SEI is not recommending that its investors take on a large amount of additional risk in order to boost those returns. Instead, the company is recommending that clients invest in some high yield and emerging market equities and bonds, but overall, SEI is “having the hard conversation” to reset clients’ expectations for lower returns, Smigiel says.

Smigiel also believes that investors should buck the recent trend to turn to passive, lower cost investments and consider actively managed funds. “If you can add even 50 to 100 basis points to your return net of fees, that is pretty meaningful. Every little bit helps,” he says.

Robert Johnson, president and CEO of The American College of Financial Services in Bryn Mawr, Pennsylvania, also expects that equity and bond market returns over the next 10 years could be significantly lower.
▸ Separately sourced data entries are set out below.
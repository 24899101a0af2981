use axum::http::HeaderValue;
use tower_http::request_id::{MakeRequestId, RequestId, SetRequestIdLayer};
use uuid::Uuid;

#[derive(Clone, Default)]
pub struct MakeUuidRequestId;

impl MakeRequestId for MakeUuidRequestId {
    fn make_request_id<B>(&mut self, _request: &axum::http::Request<B>) -> Option<RequestId> {
        let value = HeaderValue::from_str(&Uuid::new_v4().to_string()).ok()?;
        Some(RequestId::new(value))
    }
}

/// Stamps `x-request-id` on every request. Apply at the router level.
pub fn request_id_layer() -> SetRequestIdLayer<MakeUuidRequestId> {
    SetRequestIdLayer::new(
        axum::http::HeaderName::from_static("x-request-id"),
        MakeUuidRequestId,
    )
}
He is hopeful that once investors catch wind of this, it will motivate them to save more. For younger investors, Johnson does not think they should dramatically change their allocations, as they have a long time horizon ahead of them.

However, older investors within 10 years of retirement are truly in the “red zone,” Johnson says. The worst thing they could do is to embrace more risk, he says. “If you are behind on retirement savings, there isn’t a whole lot you can do to make up the difference other than try to stay in the workforce longer, save more money, plan on a lower standard of living in retirement and delay taking Social Security” until the payments would reach the maximum.

Aash Shah, senior portfolio manager at Summit Global Investments in Salt Lake City, Utah, believes that in light of the projected lower returns, investors should build a “defensive portfolio.”

NEXT: Building a defensive portfolio

This would consist of 35% of the portfolio invested in “20 blue-chip, low-volatility, dividend-paying, free-cash-flow paying stocks like Procter & Gamble, Intel and Microsoft, with no more than four stocks in any one sector,” Shah says. He believes that investors should have another 25% of their portfolio invested in physical real estate.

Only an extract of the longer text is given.